Actualité

Hervé Le Bras : Agir d'urgence contre la déprime française

"Se sentir mal dans une France qui va bien"

Sorti ce mois-ci, ce document d’actualité chaude cherche visiblement à comprendre le phénomène des « gilets jaunes », mystérieux compte tenu de la situation française. La plupart de ces données extraites souvent d’Eurostat, de l’INSEE, de l’OMS ou de la DREES sont connues, mais leur rassemblement dans un seul livre provoque un choc et constitue un document de référence très utile.

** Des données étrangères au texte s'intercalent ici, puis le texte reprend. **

use griddle::{record, schema::ColumnOptions, Db};
use griddle_driver_memory::Memory;
use tests::{init_logging, LoggingDriver};

struct User;

fn builder_with(driver: impl griddle_core::driver::Driver) -> Db {
    let mut builder = Db::builder();
    builder.name("init").driver(driver);
    builder
        .entity::<User>(Some("users"))
        .unwrap()
        .column::<User>(
            "id",
            ColumnOptions::new().primary(true).auto_increment(true),
        )
        .unwrap()
        .column::<User>("name", ColumnOptions::new())
        .unwrap();

    builder.build().unwrap()
}

#[tokio::test]
async fn initialize_is_idempotent() {
    init_logging();

    let driver = LoggingDriver::new(Memory::new());
    let log = driver.log();
    let db = builder_with(driver);

    db.initialize().await.unwrap();
    db.initialize().await.unwrap();
    db.initialize().await.unwrap();

    // The store is opened exactly once.
    let opens = log
        .entries()
        .iter()
        .filter(|op| *op == "Open")
        .count();
    assert_eq!(opens, 1);
}

#[tokio::test]
async fn collections_require_initialization() {
    init_logging();

    let db = builder_with(Memory::new());

    let err = db.collection::<User>().unwrap_err();
    assert!(err.is_configuration());

    db.initialize().await.unwrap();
    assert!(db.collection::<User>().is_ok());
}

#[tokio::test]
async fn clones_share_initialization_state() {
    init_logging();

    let db = builder_with(Memory::new());
    let clone = db.clone();

    db.initialize().await.unwrap();
    assert!(clone.is_initialized());

    let users = clone.collection::<User>().unwrap();
    users.create(record! { "name" => "Ann" }).await.unwrap();

    assert_eq!(
        db.collection::<User>()
            .unwrap()
            .count(None)
            .await
            .unwrap(),
        1
    );
}

#[tokio::test]
async fn building_without_a_driver_fails() {
    init_logging();

    let err = Db::builder().name("nodriver").build().unwrap_err();
    assert!(err.is_configuration());
}

#[tokio::test]
async fn unregistered_entity_has_no_collection() {
    init_logging();

    struct Stranger;

    let db = builder_with(Memory::new());
    db.initialize().await.unwrap();

    assert!(db.collection::<Stranger>().is_err());
}
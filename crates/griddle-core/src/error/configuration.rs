/// Error for systemic registration or schema mistakes.
///
/// These are programming errors in the startup routine: empty or duplicate
/// table names, conflicting primary columns, mutation after seal. They abort
/// database initialization.
#[derive(Debug)]
pub(super) struct ConfigurationError {
    detail: Box<str>,
}

impl ConfigurationError {
    pub(super) fn new(detail: impl Into<String>) -> Self {
        Self {
            detail: detail.into().into_boxed_str(),
        }
    }
}

impl core::fmt::Display for ConfigurationError {
    fn fmt(&self, f: &mut core::fmt::Formatter) -> core::fmt::Result {
        write!(f, "invalid configuration: {}", self.detail)
    }
}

Sur les sujets objectifs et quantifiables des revenus, inégalités, retraites, durée de vie, santé, prestations sociales, sécurité, temps de travail et de nombreux autres, les cent-cinquante cartes, tableaux et diagrammes en couleurs, et les commentaires ramassés qui les accompagnent, montrent une France presque toujours au-dessus (meilleure) de la moyenne des pays européens. Un contraste qui justifie le titre choisi par Hervé Le Bras. 

Les principales notes négatives mesurables concernent le nombre de juges, le niveau de chômage et le taux de suicides. Sur le plan qualitatif, les Français sont les plus négatifs en Europe quand on les interroge sur leur réussite par rapport à celle de leurs parents et grands-parents, et  très pessimistes sur leur perception de l’ascenseur social, sur l'estime qu'ils portent à leurs concitoyens, et sur leur perception de leur propre état de santé. Sur ce dernier point, les écarts entre la France et les autres pays sont « confondants » terme utilisé par l’auteur : la France serait avant-avant-dernière en Europe, très loin des pays comparables, signe incontestable d’un pessimisme injustifié.    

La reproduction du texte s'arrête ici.